Ia mencontohkan Pasal 21 ayat (4) KUHAP yang saat ini menjadi dasar penahanan terhadap tersangka dengan ancaman pidana di bawah lima tahun. Namun, sejumlah pasal yang menjadi dasar tersebut akan dihapus dalam KUHP baru, sehingga tidak relevan lagi digunakan setelah 2 Januari 2026.

“Kalau ada tersangka atau terdakwa yang ditahan dengan pasal tersebut, maka aparat penegak hukum akan kehilangan dasar hukum yang sah untuk menahannya,” jelas Eddy.

Eddy menekankan bahwa RUU KUHAP yang baru membawa pergeseran paradigma dari model penegakan hukum lama yang fokus pada kontrol kejahatan (crime control) ke arah proses hukum yang menjamin hak asasi manusia (due process model).

“Bayangkan seseorang ditangkap, ditahan, digeledah, disita, padahal belum tentu dia bersalah.
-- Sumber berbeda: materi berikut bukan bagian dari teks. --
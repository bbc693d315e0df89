//! Word search engine
//!
//! Loads word lists by difficulty, hides the words on a square letter grid
//! in one of four orientations, pads the rest with filler letters, and turns
//! pointer drags into found words.
//!
//! ```
//! use wordsearch_core::{GeneratorConfig, InputEvent, Puzzle, SelectionOutcome};
//!
//! let config = GeneratorConfig::with_dimension(6).seeded(7);
//! let mut puzzle = Puzzle::generate(&["CAT", "DOG"], &config).unwrap();
//!
//! let cat = puzzle.remaining()[0].clone();
//! puzzle.handle_event(InputEvent::DragStart);
//! for pos in cat.cells() {
//!     puzzle.handle_event(InputEvent::CellEntered(*pos));
//! }
//! assert_eq!(puzzle.handle_event(InputEvent::DragEnd), SelectionOutcome::Found(cat));
//! ```

mod alphabet;
mod error;
mod generator;
mod grid;
mod puzzle;
mod selection;
mod types;
mod word_bank;

pub use alphabet::{has_tile, Alphabet};
pub use error::{PuzzleError, Result};
pub use generator::{validate_word_list, Generator, GeneratorConfig, Placement, MAX_DIMENSION};
pub use grid::{LetterGrid, Tile, TileSource};
pub use puzzle::{check_config, InputEvent, Puzzle, SelectionOutcome};
pub use selection::{CellSize, DragState, SelectionController, SelectionTrace};
pub use types::{dimension_for_cell_count, Difficulty, Orientation, Position};
pub use word_bank::WordBank;
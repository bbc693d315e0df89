use crate::error::{PuzzleError, Result};
use rand::Rng;
use std::fmt;
use std::str::FromStr;

/// Letters that have a tile. Words may only use these.
pub fn has_tile(letter: char) -> bool {
    letter.is_ascii_uppercase()
}

/// Pool of letters used to pad cells no word occupies.
///
/// Letters are kept uppercase, de-duplicated and in the order given.
#[derive(Debug, Clone, PartialEq, Eq)]
pub struct Alphabet {
    letters: Vec<char>,
}

impl Default for Alphabet {
    fn default() -> Self {
        Self::full()
    }
}

impl Alphabet {
    /// All 26 letters
    pub fn full() -> Self {
        Self {
            letters: ('A'..='Z').collect(),
        }
    }

    /// The 25-letter pool older word data shipped with. `T` is missing.
    pub fn legacy() -> Self {
        Self {
            letters: ('A'..='Z').filter(|&c| c != 'T').collect(),
        }
    }

    /// Build an alphabet from a string of letters, ignoring whitespace and commas
    pub fn from_letters(letters: &str) -> Result<Self> {
        let mut pool = Vec::new();
        for c in letters.chars().filter(|c| !c.is_whitespace() && *c != ',') {
            let upper = c.to_ascii_uppercase();
            if !has_tile(upper) {
                return Err(PuzzleError::UnmappedLetter {
                    word: letters.to_string(),
                    letter: c,
                });
            }
            if !pool.contains(&upper) {
                pool.push(upper);
            }
        }
        if pool.is_empty() {
            return Err(PuzzleError::EmptyAlphabet);
        }
        Ok(Self { letters: pool })
    }

    pub fn letters(&self) -> &[char] {
        &self.letters
    }

    pub fn len(&self) -> usize {
        self.letters.len()
    }

    pub fn is_empty(&self) -> bool {
        self.letters.is_empty()
    }

    pub fn contains(&self, letter: char) -> bool {
        self.letters.contains(&letter)
    }

    /// Draw a letter uniformly at random
    pub fn pick(&self, rng: &mut impl Rng) -> Result<char> {
        if self.letters.is_empty() {
            return Err(PuzzleError::EmptyAlphabet);
        }
        Ok(self.letters[rng.gen_range(0..self.letters.len())])
    }
}

impl FromStr for Alphabet {
    type Err = PuzzleError;

    /// Accepts `full`, `legacy`, or an explicit list of letters
    fn from_str(s: &str) -> Result<Self> {
        match s.trim().to_ascii_lowercase().as_str() {
            "full" => Ok(Self::full()),
            "legacy" => Ok(Self::legacy()),
            _ => Self::from_letters(s),
        }
    }
}

impl fmt::Display for Alphabet {
    fn fmt(&self, f: &mut fmt::Formatter<'_>) -> fmt::Result {
        for c in &self.letters {
            write!(f, "{}", c)?;
        }
        Ok(())
    }
}
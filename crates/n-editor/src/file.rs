//! Disk I/O guards: size ceiling, binary sniffing, backups.
//!
//! | Step | On failure |
//! |---|---|
//! | `metadata` size check | [`LoadError::TooLarge`] |
//! | read bytes | [`LoadError::NotFound`] / [`LoadError::Io`] |
//! | binary probe | [`LoadError::Binary`] |
//! | UTF-8 decode | [`LoadError::NotUtf8`] |
//! | backup copy | logged, save continues |
//! | write | [`SaveError::Write`] |

use std::fs;
use std::io;
use std::path::{Path, PathBuf};

use thiserror::Error;
use tracing::{debug, warn};

/// Default size ceiling: 10 MiB.
pub const DEFAULT_MAX_BYTES: u64 = 10 * 1024 * 1024;

/// How many leading bytes the binary heuristic looks at.
pub const PROBE_WINDOW: usize = 8192;

/// Share of non-printable bytes in the probe window above which a file is
/// treated as binary.
pub const MAX_NON_PRINTABLE_RATIO: f64 = 0.30;

/// Limits applied when loading a file.
#[derive(Debug, Clone, Copy, PartialEq)]
pub struct LoadLimits {
    pub max_bytes: u64,
    pub probe_window: usize,
    pub max_non_printable_ratio: f64,
}

impl LoadLimits {
    /// Default limits with a custom size ceiling.
    #[must_use]
    pub const fn with_max_bytes(max_bytes: u64) -> Self {
        Self {
            max_bytes,
            probe_window: PROBE_WINDOW,
            max_non_printable_ratio: MAX_NON_PRINTABLE_RATIO,
        }
    }
}

impl Default for LoadLimits {
    fn default() -> Self {
        Self::with_max_bytes(DEFAULT_MAX_BYTES)
    }
}

/// Why a file could not be opened.
#[derive(Debug, Error)]
pub enum LoadError {
    #[error("{}: no such file", path.display())]
    NotFound { path: PathBuf },

    #[error("{}: file too large ({size} bytes, limit {limit})", path.display())]
    TooLarge { path: PathBuf, size: u64, limit: u64 },

    #[error("{}: binary file", path.display())]
    Binary { path: PathBuf },

    #[error("{}: not valid UTF-8", path.display())]
    NotUtf8 { path: PathBuf },

    #[error("{}: {source}", path.display())]
    Io {
        path: PathBuf,
        #[source]
        source: io::Error,
    },
}

impl LoadError {
    /// A missing file is how new files start, not a real failure.
    #[must_use]
    pub const fn is_not_found(&self) -> bool {
        matches!(self, Self::NotFound { .. })
    }
}

/// Why a save did not happen.
#[derive(Debug, Error)]
pub enum SaveError {
    #[error("no file name")]
    NoPath,

    #[error("cannot write {}: {source}", path.display())]
    Write {
        path: PathBuf,
        #[source]
        source: io::Error,
    },
}

// ---------------------------------------------------------------------------
// Loading
// ---------------------------------------------------------------------------

/// Read `path` as editor text.
///
/// Rejects files over `limits.max_bytes` before reading them, then files the
/// binary heuristic flags, then invalid UTF-8. One trailing `\n` is dropped.
///
/// # Errors
///
/// See [`LoadError`].
pub fn read_text(path: &Path, limits: &LoadLimits) -> Result<String, LoadError> {
    let io_err = |source: io::Error| {
        if source.kind() == io::ErrorKind::NotFound {
            LoadError::NotFound {
                path: path.to_path_buf(),
            }
        } else {
            LoadError::Io {
                path: path.to_path_buf(),
                source,
            }
        }
    };

    let size = fs::metadata(path).map_err(io_err)?.len();
    if size > limits.max_bytes {
        return Err(LoadError::TooLarge {
            path: path.to_path_buf(),
            size,
            limit: limits.max_bytes,
        });
    }

    let bytes = fs::read(path).map_err(io_err)?;
    if looks_binary(&bytes, limits) {
        return Err(LoadError::Binary {
            path: path.to_path_buf(),
        });
    }

    let mut text = String::from_utf8(bytes).map_err(|_| LoadError::NotUtf8 {
        path: path.to_path_buf(),
    })?;
    if text.ends_with('\n') {
        text.pop();
    }
    debug!(path = %path.display(), bytes = size, "loaded file");
    Ok(text)
}

/// Binary heuristic over the first `probe_window` bytes: any NUL byte, or
/// a non-printable share above `max_non_printable_ratio`.
#[must_use]
pub fn looks_binary(bytes: &[u8], limits: &LoadLimits) -> bool {
    let probe = &bytes[..bytes.len().min(limits.probe_window)];
    if probe.is_empty() {
        return false;
    }
    if probe.contains(&0) {
        return true;
    }
    let odd = probe.iter().filter(|&&b| is_non_printable(b)).count();
    #[allow(clippy::cast_precision_loss)]
    let ratio = odd as f64 / probe.len() as f64;
    ratio > limits.max_non_printable_ratio
}

/// Control bytes other than the whitespace and escape bytes text files
/// legitimately carry. Bytes >= 0x80 are UTF-8 and count as printable.
const fn is_non_printable(b: u8) -> bool {
    match b {
        b'\t' | b'\n' | b'\r' | 0x0c | 0x1b => false,
        0x7f => true,
        _ => b < 0x20,
    }
}

// ---------------------------------------------------------------------------
// Saving
// ---------------------------------------------------------------------------

/// `<path>.bak`, keeping the original extension: `notes.md` → `notes.md.bak`.
#[must_use]
pub fn backup_path(path: &Path) -> PathBuf {
    let mut name = path.as_os_str().to_os_string();
    name.push(".bak");
    PathBuf::from(name)
}

/// Copy the current on-disk bytes of `path` to its backup path. Returns the
/// backup path on success. Missing files and copy failures return `None`;
/// failures are logged but never stop a save.
pub fn backup_existing(path: &Path) -> Option<PathBuf> {
    if !path.is_file() {
        return None;
    }
    let bak = backup_path(path);
    match fs::copy(path, &bak) {
        Ok(_) => {
            debug!(backup = %bak.display(), "wrote backup");
            Some(bak)
        }
        Err(err) => {
            warn!(backup = %bak.display(), error = %err, "backup failed, saving anyway");
            None
        }
    }
}

/// Write `text` to `path`.
///
/// # Errors
///
/// [`SaveError::Write`] with the underlying I/O error.
pub fn write_text(path: &Path, text: &str) -> Result<(), SaveError> {
    fs::write(path, text).map_err(|source| SaveError::Write {
        path: path.to_path_buf(),
        source,
    })
}

// ---------------------------------------------------------------------------
// Tests
// ---------------------------------------------------------------------------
Oleh karena itu, hukum acara pidana harus bertujuan untuk melindungi hak individu dari kesewenang-wenangan aparat, bukan sekadar memproses tersangka,” tegasnya.

Lebih jauh, Eddy menyatakan bahwa RUU KUHAP disusun dengan mengacu pada paradigma hukum pidana modern, yaitu keadilan korektif, rehabilitatif, dan restoratif.
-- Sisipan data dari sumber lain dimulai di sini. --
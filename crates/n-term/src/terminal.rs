// SPDX-License-Identifier: MIT
//
// Terminal setup and teardown.
//
// Safety: termios, ioctl(TIOCGWINSZ), isatty and the raw fd write in the
// panic hook are POSIX calls without a safe std wrapper. Each unsafe block
// is the single call.
#![allow(unsafe_code)]
//
// A session changes two things: the line discipline (raw mode, held by
// `RawMode`) and the screen modes (alternate screen, hidden cursor,
// bracketed paste), switched on with `ENTER` and off with `RESTORE`.
// Leaving, dropping the `Terminal` and the panic hook all write the same
// `RESTORE` bytes.
//
// The panic hook writes straight to fd 1: a panic in the middle of a frame
// happens while the stdout lock is held, and `io::stdout()` would deadlock.

use std::io::{self, Write};
#[cfg(unix)]
use std::sync::Mutex;
use std::sync::Once;

// ─── Size ───────────────────────────────────────────────────────────────────

/// Terminal dimensions in character cells.
#[derive(Debug, Clone, Copy, PartialEq, Eq)]
pub struct Size {
    pub cols: u16,
    pub rows: u16,
}

/// Used when no terminal answers the size query (pipes, tests).
pub const FALLBACK_SIZE: Size = Size { cols: 80, rows: 24 };

/// The window size, asked of stdout first and then stdin, so a redirected
/// stdout still gets a real size.
#[cfg(unix)]
#[must_use]
pub fn get_size() -> Option<Size> {
    [libc::STDOUT_FILENO, libc::STDIN_FILENO]
        .into_iter()
        .find_map(size_of_fd)
}

#[cfg(unix)]
fn size_of_fd(fd: libc::c_int) -> Option<Size> {
    let mut ws: libc::winsize = unsafe { std::mem::zeroed() };
    if unsafe { libc::ioctl(fd, libc::TIOCGWINSZ, &mut ws) } != 0 {
        return None;
    }
    (ws.ws_col > 0 && ws.ws_row > 0).then_some(Size {
        cols: ws.ws_col,
        rows: ws.ws_row,
    })
}

#[cfg(not(unix))]
#[must_use]
pub fn get_size() -> Option<Size> {
    None
}

/// Is stdin a terminal?
#[cfg(unix)]
#[must_use]
pub fn is_tty() -> bool {
    unsafe { libc::isatty(libc::STDIN_FILENO) == 1 }
}

#[cfg(not(unix))]
#[must_use]
pub fn is_tty() -> bool {
    false
}

// ─── Screen modes ───────────────────────────────────────────────────────────

/// Alternate screen, hidden cursor, cleared screen, bracketed paste.
#[rustfmt::skip]
const ENTER: &[u8] = b"\
    \x1b[?1049h\
    \x1b[?25l\
    \x1b[2J\
    \x1b[?2004h";

/// Undo [`ENTER`] and anything a frame may have left on: synchronized
/// output, SGR state, cursor shape. The screen switch comes last so the
/// shell gets back a clean main screen.
#[rustfmt::skip]
const RESTORE: &[u8] = b"\
    \x1b[?2026l\
    \x1b[?2004l\
    \x1b[0m\
    \x1b[0 q\
    \x1b[?25h\
    \x1b[?1049l";

// ─── Raw mode ───────────────────────────────────────────────────────────────

/// Original termios, kept where the panic hook can reach it.
#[cfg(unix)]
static SAVED_TERMIOS: Mutex<Option<libc::termios>> = Mutex::new(None);

#[cfg(unix)]
fn set_termios(termios: &libc::termios) -> io::Result<()> {
    if unsafe { libc::tcsetattr(libc::STDIN_FILENO, libc::TCSAFLUSH, termios) } != 0 {
        return Err(io::Error::last_os_error());
    }
    Ok(())
}

/// Raw mode on stdin. The previous settings come back on drop.
#[cfg(unix)]
struct RawMode {
    original: libc::termios,
}

#[cfg(unix)]
impl RawMode {
    /// `Ok(None)` when stdin is not a terminal: there is nothing to switch.
    fn enable() -> io::Result<Option<Self>> {
        if !is_tty() {
            return Ok(None);
        }

        let mut original: libc::termios = unsafe { std::mem::zeroed() };
        if unsafe { libc::tcgetattr(libc::STDIN_FILENO, &raw mut original) } != 0 {
            return Err(io::Error::last_os_error());
        }

        // cfmakeraw clears ISIG and IXON too, so Ctrl+C, Ctrl+S and Ctrl+Q
        // arrive as keys.
        let mut termios = original;
        unsafe { libc::cfmakeraw(&raw mut termios) };
        termios.c_cc[libc::VMIN] = 1;
        termios.c_cc[libc::VTIME] = 0;
        set_termios(&termios)?;

        if let Ok(mut saved) = SAVED_TERMIOS.lock() {
            *saved = Some(original);
        }
        Ok(Some(Self { original }))
    }
}

#[cfg(unix)]
impl Drop for RawMode {
    fn drop(&mut self) {
        let _ = set_termios(&self.original);
        if let Ok(mut saved) = SAVED_TERMIOS.lock() {
            *saved = None;
        }
    }
}

#[cfg(not(unix))]
struct RawMode;

#[cfg(not(unix))]
impl RawMode {
    #[allow(clippy::unnecessary_wraps)]
    const fn enable() -> io::Result<Option<Self>> {
        Ok(None)
    }
}

// ─── Panic hook ─────────────────────────────────────────────────────────────

static PANIC_HOOK: Once = Once::new();

/// Restore the terminal before the panic message prints. Installed once.
fn install_panic_hook() {
    PANIC_HOOK.call_once(|| {
        let previous = std::panic::take_hook();
        std::panic::set_hook(Box::new(move |info| {
            write_restore_raw();
            restore_saved_termios();
            previous(info);
        }));
    });
}

#[cfg(unix)]
fn restore_saved_termios() {
    if let Some(termios) = SAVED_TERMIOS.lock().ok().and_then(|mut s| s.take()) {
        let _ = set_termios(&termios);
    }
}

#[cfg(not(unix))]
const fn restore_saved_termios() {}

/// [`RESTORE`] to fd 1, bypassing the stdout lock.
fn write_restore_raw() {
    #[cfg(unix)]
    unsafe {
        let _ = libc::write(
            libc::STDOUT_FILENO,
            RESTORE.as_ptr().cast::<libc::c_void>(),
            RESTORE.len(),
        );
    }

    #[cfg(not(unix))]
    {
        let mut out = io::stdout();
        let _ = out.write_all(RESTORE);
        let _ = out.flush();
    }
}

// ─── Terminal ───────────────────────────────────────────────────────────────

/// Terminal handle. A session is active between [`enter`](Self::enter) and
/// [`leave`](Self::leave); dropping an active handle leaves.
///
/// ```no_run
/// use n_term::terminal::Terminal;
///
/// let mut term = Terminal::new()?;
/// term.enter()?;
/// // ... draw, read keys ...
/// term.leave()?;
/// # Ok::<(), std::io::Error>(())
/// ```
pub struct Terminal {
    size: Size,
    // Held for its Drop.
    _raw: Option<RawMode>,
    active: bool,
}

impl Terminal {
    /// A handle with the current size (or [`FALLBACK_SIZE`]). The terminal
    /// itself is untouched until [`enter`](Self::enter).
    ///
    /// # Errors
    ///
    /// Currently infallible.
    pub fn new() -> io::Result<Self> {
        Ok(Self {
            size: get_size().unwrap_or(FALLBACK_SIZE),
            _raw: None,
            active: false,
        })
    }

    #[inline]
    #[must_use]
    pub const fn size(&self) -> Size {
        self.size
    }

    /// Re-query the size after SIGWINCH. Keeps the last known size when the
    /// query fails.
    pub fn refresh_size(&mut self) -> Size {
        if let Some(size) = get_size() {
            self.size = size;
        }
        self.size
    }

    #[inline]
    #[must_use]
    pub const fn is_active(&self) -> bool {
        self.active
    }

    /// Raw mode plus [`ENTER`]. A no-op when already active.
    ///
    /// # Errors
    ///
    /// Returns an error if raw mode or the write to stdout fails. Raw mode
    /// is undone again when the write fails.
    pub fn enter(&mut self) -> io::Result<()> {
        if self.active {
            return Ok(());
        }
        install_panic_hook();
        let raw = RawMode::enable()?;

        let mut out = io::stdout().lock();
        out.write_all(ENTER)?;
        out.flush()?;

        self._raw = raw;
        self.active = true;
        Ok(())
    }

    /// [`RESTORE`] plus cooked mode. A no-op when inactive.
    ///
    /// # Errors
    ///
    /// Returns an error if the write to stdout fails. The line discipline is
    /// restored either way.
    pub fn leave(&mut self) -> io::Result<()> {
        if !self.active {
            return Ok(());
        }
        self.active = false;

        let written = {
            let mut out = io::stdout().lock();
            out.write_all(RESTORE).and_then(|()| out.flush())
        };
        self._raw = None;
        written
    }
}

impl Drop for Terminal {
    fn drop(&mut self) {
        let _ = self.leave();
    }
}

// ─── Tests ───────────────────────────────────────────────────────────────────

#[cfg(test)]
mod tests {
    use super::*;

    fn text(bytes: &[u8]) -> &str {
        std::str::from_utf8(bytes).unwrap()
    }

    #[test]
    fn restore_undoes_every_enter_mode() {
        let restore = text(RESTORE);
        let pairs = [
            ("\x1b[?1049h", "\x1b[?1049l"),
            ("\x1b[?25l", "\x1b[?25h"),
            ("\x1b[?2004h", "\x1b[?2004l"),
        ];
        for (on, off) in pairs {
            assert!(text(ENTER).contains(on));
            assert!(restore.contains(off), "missing {off:?}");
        }
    }

    #[test]
    fn restore_leaves_alt_screen_last() {
        assert!(text(RESTORE).ends_with("\x1b[?1049l"));
    }

    #[test]
    fn restore_clears_frame_state() {
        let restore = text(RESTORE);
        assert!(restore.contains("\x1b[?2026l"));
        assert!(restore.contains("\x1b[0m"));
        assert!(restore.contains("\x1b[0 q"));
    }

    #[test]
    fn size_queries_do_not_panic() {
        let _ = get_size();
        let _ = is_tty();
    }

    #[test]
    fn new_terminal_is_inactive_with_a_size() {
        let term = Terminal::new().unwrap();
        assert!(!term.is_active());
        assert!(term.size().cols > 0 && term.size().rows > 0);
    }

    #[test]
    fn enter_and_leave_are_idempotent() {
        let mut term = Terminal::new().unwrap();
        term.leave().unwrap();
        term.enter().unwrap();
        term.enter().unwrap();
        assert!(term.is_active());
        term.leave().unwrap();
        term.leave().unwrap();
        assert!(!term.is_active());
    }

    #[test]
    fn refresh_size_updates_the_cache() {
        let mut term = Terminal::new().unwrap();
        assert_eq!(term.refresh_size(), term.size());
    }
}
Keadilan restoratif bahkan dimungkinkan untuk dilakukan pada seluruh tingkatan proses hukum, mulai dari kepolisian, kejaksaan, pengadilan, hingga lembaga pemasyarakatan.

Dalam proses penyusunan RUU KUHAP, Kementerian Hukum dan HAM (Kemenkumham) melibatkan berbagai pemangku kepentingan. Eddy menyebut diskusi intensif telah dilakukan dengan para ahli hukum, kementerian dan lembaga terkait, organisasi advokat, masyarakat sipil, serta civitas akademika.
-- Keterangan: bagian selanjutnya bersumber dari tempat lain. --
//! Cursor coordinates.
//!
//! A [`Position`] is a `(line, col)` pair, both **0-indexed**. Columns count
//! chars (Unicode scalar values), the same unit `ropey` uses, so a column can
//! never land inside a multi-byte UTF-8 sequence. For pure ASCII text, which
//! is the common case for Markdown, a char column equals a byte column.
//!
//! `col == line length` is a valid position: it is the "after the last
//! character" slot used by insert mode and by `A` / `$`.
//!
//! The status bar converts to 1-indexed `(row,col)` for the user; that
//! conversion lives in the [`Display`](fmt::Display) impl and nowhere else.

use std::fmt;

/// A position in a text buffer: `(line, col)`, both 0-indexed.
///
/// Ordered lexicographically, line first, then column.
#[derive(Clone, Copy, PartialEq, Eq, Hash, Default)]
pub struct Position {
    pub line: usize,
    pub col: usize,
}

impl Position {
    /// Line 0, column 0.
    pub const ZERO: Self = Self { line: 0, col: 0 };

    #[inline]
    #[must_use]
    pub const fn new(line: usize, col: usize) -> Self {
        Self { line, col }
    }

    /// Same line, different column.
    #[inline]
    #[must_use]
    pub const fn with_col(self, col: usize) -> Self {
        Self {
            line: self.line,
            col,
        }
    }
}

impl Ord for Position {
    #[inline]
    fn cmp(&self, other: &Self) -> std::cmp::Ordering {
        self.line
            .cmp(&other.line)
            .then(self.col.cmp(&other.col))
    }
}

impl PartialOrd for Position {
    #[inline]
    fn partial_cmp(&self, other: &Self) -> Option<std::cmp::Ordering> {
        Some(self.cmp(other))
    }
}

impl fmt::Debug for Position {
    fn fmt(&self, f: &mut fmt::Formatter<'_>) -> fmt::Result {
        write!(f, "Pos({}:{})", self.line, self.col)
    }
}

impl fmt::Display for Position {
    fn fmt(&self, f: &mut fmt::Formatter<'_>) -> fmt::Result {
        // Status-bar form: 1-indexed, parenthesized.
        write!(f, "({},{})", self.line + 1, self.col + 1)
    }
}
“Kami mendapat banyak masukan, terutama dari teman-teman advokat. Karena kewenangan besar aparat penegak hukum harus disertai dengan perlindungan HAM terhadap individu yang diproses dalam perkara pidana,” kata Eddy.

Di tempat terpisah, Wakil Ketua DPR RI, Adies Kadir, menyatakan bahwa pihaknya memberikan izin untuk menggelar rapat dengar pendapat dan pembahasan revisi KUHAP selama masa reses, demi mengejar target pengesahan.

“Jadi semua nunggu KUHAP. KUHAP-nya selesai dulu. Makanya kita kebut, kita izinkan rapat-rapat saat reses,” ujar Adies saat ditemui di Gedung DPR RI.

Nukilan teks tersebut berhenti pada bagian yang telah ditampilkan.